● Work instruction
The lines to copy from the data below are those that hold the string "message".

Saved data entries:
+ + + +

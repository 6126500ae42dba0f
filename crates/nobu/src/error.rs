//! Error types for request handling.
//!
//! Every variant is detected where it occurs and carried back to the HTTP
//! layer, which turns it into a non-2xx response via [`Error::status_code`].
//! No variant is fatal to the server process.

use std::path::PathBuf;

use crate::runtime::RuntimeError;
use crate::sfc::{CompileError, ParseError};

/// Errors produced while answering a single request.
#[derive(Debug, thiserror::Error)]
pub enum Error {
    /// The requested file does not exist on disk
    #[error("File not found: {}", .0.display())]
    FileNotFound(PathBuf),

    /// A bare module's package directory has no package.json
    #[error("No package.json for '{package}' at {}", .path.display())]
    ManifestNotFound {
        /// Package name taken from the request
        package: String,
        /// Where the manifest was expected
        path: PathBuf,
    },

    /// The package.json exists but declares no ES module entry
    #[error("Package '{package}' declares no \"module\" entry in {}", .path.display())]
    ManifestFieldMissing {
        /// Package name taken from the request
        package: String,
        /// Manifest that was read
        path: PathBuf,
    },

    /// The package.json could not be parsed
    #[error("Invalid package.json for '{package}': {reason}")]
    InvalidManifest {
        /// Package name taken from the request
        package: String,
        /// Parser message
        reason: String,
    },

    /// The component source is not a well-formed single-file component
    #[error("Failed to parse component {path}: {source}")]
    ComponentParseFailure {
        /// Request path of the component
        path: String,
        #[source]
        source: ParseError,
    },

    /// The component template failed to compile
    #[error("Failed to compile template of {path}: {source}")]
    TemplateCompileFailure {
        /// Request path of the component
        path: String,
        #[source]
        source: CompileError,
    },

    /// A sub-resource was requested for a block the component doesn't have
    #[error("Component {path} has no <{section}> block")]
    MissingSection {
        /// Request path of the component
        path: String,
        /// Block name (template or style)
        section: &'static str,
    },

    /// The `type` query parameter names no known component section
    #[error("Unknown component section type '{0}' (expected 'template' or 'style')")]
    UnknownSectionType(String),

    /// The URL matches none of the routing patterns
    #[error("No route matches {0}")]
    UnroutableRequest(String),

    /// An untrusted path segment tried to leave its base directory
    #[error("Path escapes the serving root: {0}")]
    PathTraversal(String),

    /// A text source file is not valid UTF-8
    #[error("File is not valid UTF-8: {}", .0.display())]
    InvalidUtf8(PathBuf),

    /// Any other I/O failure
    #[error("I/O error: {0}")]
    Io(String),
}

impl Error {
    /// HTTP status code this error should be answered with.
    pub fn status_code(&self) -> u16 {
        match self {
            Error::FileNotFound(_)
            | Error::ManifestNotFound { .. }
            | Error::MissingSection { .. }
            | Error::UnroutableRequest(_) => 404,
            Error::PathTraversal(_) => 403,
            Error::UnknownSectionType(_) => 400,
            Error::ManifestFieldMissing { .. }
            | Error::InvalidManifest { .. }
            | Error::ComponentParseFailure { .. }
            | Error::TemplateCompileFailure { .. }
            | Error::InvalidUtf8(_)
            | Error::Io(_) => 500,
        }
    }

    /// Whether the error is the client's fault rather than the project's.
    pub fn is_client_error(&self) -> bool {
        (400..500).contains(&self.status_code())
    }
}

impl From<RuntimeError> for Error {
    fn from(err: RuntimeError) -> Self {
        match err {
            RuntimeError::FileNotFound(path) => Error::FileNotFound(path),
            RuntimeError::Io(message) | RuntimeError::Other(message) => Error::Io(message),
        }
    }
}

/// Result type alias using [`Error`] as the default error type.
pub type Result<T, E = Error> = std::result::Result<T, E>;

+ + + +

● Output for this exercise
        /// Parser message
            RuntimeError::Io(message) | RuntimeError::Other(message) => Error::Io(message),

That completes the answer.